*** Given entries Section Begins ***
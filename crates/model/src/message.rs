use std::time::{SystemTime, UNIX_EPOCH};

use serde::{Deserialize, Serialize};
use serde_json::{Map, Value};
use uuid::Uuid;

/// The author of a [`Message`].
#[derive(Clone, Copy, Debug, PartialEq, Eq, Hash, Serialize, Deserialize)]
#[serde(rename_all = "lowercase")]
pub enum Role {
    /// The human side of the conversation, including tool results.
    User,
    /// The language model.
    Model,
}

/// One turn's contribution to the conversation.
#[derive(Clone, Debug, PartialEq, Serialize, Deserialize)]
pub struct Message {
    /// Who authored this message.
    pub role: Role,
    /// Ordered content of the message.
    pub parts: Vec<Part>,
}

impl Message {
    /// Creates a user message with a single text part.
    #[inline]
    pub fn user_text<S: Into<String>>(text: S) -> Self {
        Self {
            role: Role::User,
            parts: vec![Part::Text(text.into())],
        }
    }

    /// Creates a model message with a single text part.
    #[inline]
    pub fn model_text<S: Into<String>>(text: S) -> Self {
        Self {
            role: Role::Model,
            parts: vec![Part::Text(text.into())],
        }
    }

    /// Returns the concatenated text parts of this message.
    pub fn text(&self) -> String {
        self.parts
            .iter()
            .filter_map(|part| match part {
                Part::Text(text) => Some(text.as_str()),
                _ => None,
            })
            .collect()
    }

    /// Iterates over the tool calls requested in this message.
    #[inline]
    pub fn tool_calls(&self) -> impl Iterator<Item = &ToolCallRequest> {
        self.parts.iter().filter_map(|part| match part {
            Part::ToolCall(call) => Some(call),
            _ => None,
        })
    }

    /// Iterates over the tool results carried by this message.
    #[inline]
    pub fn tool_results(&self) -> impl Iterator<Item = &ToolResult> {
        self.parts.iter().filter_map(|part| match part {
            Part::ToolResult(result) => Some(result),
            _ => None,
        })
    }

    /// Returns `true` if the message has no parts, or only empty texts.
    pub fn is_empty(&self) -> bool {
        self.parts.iter().all(|part| match part {
            Part::Text(text) => text.is_empty(),
            _ => false,
        })
    }
}

/// A piece of message content.
#[derive(Clone, Debug, PartialEq, Serialize, Deserialize)]
#[serde(tag = "type", content = "data", rename_all = "snake_case")]
pub enum Part {
    /// Plain text.
    Text(String),
    /// A tool invocation requested by the model.
    ToolCall(ToolCallRequest),
    /// The outcome of a tool invocation.
    ToolResult(ToolResult),
}

/// Describes a tool call request from the model.
#[derive(Clone, Debug, PartialEq, Eq, Serialize, Deserialize)]
pub struct ToolCallRequest {
    /// The unique identifier for the tool call request.
    pub id: String,
    /// The name of the tool to call.
    pub name: String,
    /// The arguments to pass to the tool.
    pub args: Map<String, Value>,
}

impl ToolCallRequest {
    /// Creates an id for a call the backend did not name. Ids are unique
    /// within the process and unlikely to collide across processes.
    pub fn generate_id() -> String {
        let millis = SystemTime::now()
            .duration_since(UNIX_EPOCH)
            .map(|elapsed| elapsed.as_millis())
            .unwrap_or_default();
        let suffix = Uuid::new_v4().simple().to_string();
        format!("call_{millis}_{}", &suffix[..12])
    }
}

/// The result of calling a tool.
#[derive(Clone, Debug, PartialEq, Eq, Serialize, Deserialize)]
pub struct ToolResult {
    /// The identifier of the [`ToolCallRequest`] this result answers.
    pub tool_call_id: String,
    /// The name of the tool that was called.
    ///
    /// Some backends correlate results by name rather than by id.
    pub name: String,
    /// The output of the tool call.
    pub output: ToolOutput,
}

/// Payload of a [`ToolResult`].
#[derive(Clone, Debug, PartialEq, Eq, Serialize, Deserialize)]
#[serde(rename_all = "snake_case")]
pub enum ToolOutput {
    /// The tool succeeded with this content.
    Success(String),
    /// The tool failed with this message.
    Error(String),
}

impl ToolOutput {
    /// Returns the content or the error message.
    #[inline]
    pub fn as_str(&self) -> &str {
        match self {
            ToolOutput::Success(content) => content,
            ToolOutput::Error(message) => message,
        }
    }

    /// Returns `true` if the output carries an error.
    #[inline]
    pub fn is_error(&self) -> bool {
        matches!(self, ToolOutput::Error(_))
    }
}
*** Given entries Section Ends ***
Instructions for the task:
Return the lines of the records that include the string "Creates".

Result for this exercise:
    /// Creates a user message with a single text part.
    /// Creates a model message with a single text part.
    /// Creates an id for a call the backend did not name. Ids are unique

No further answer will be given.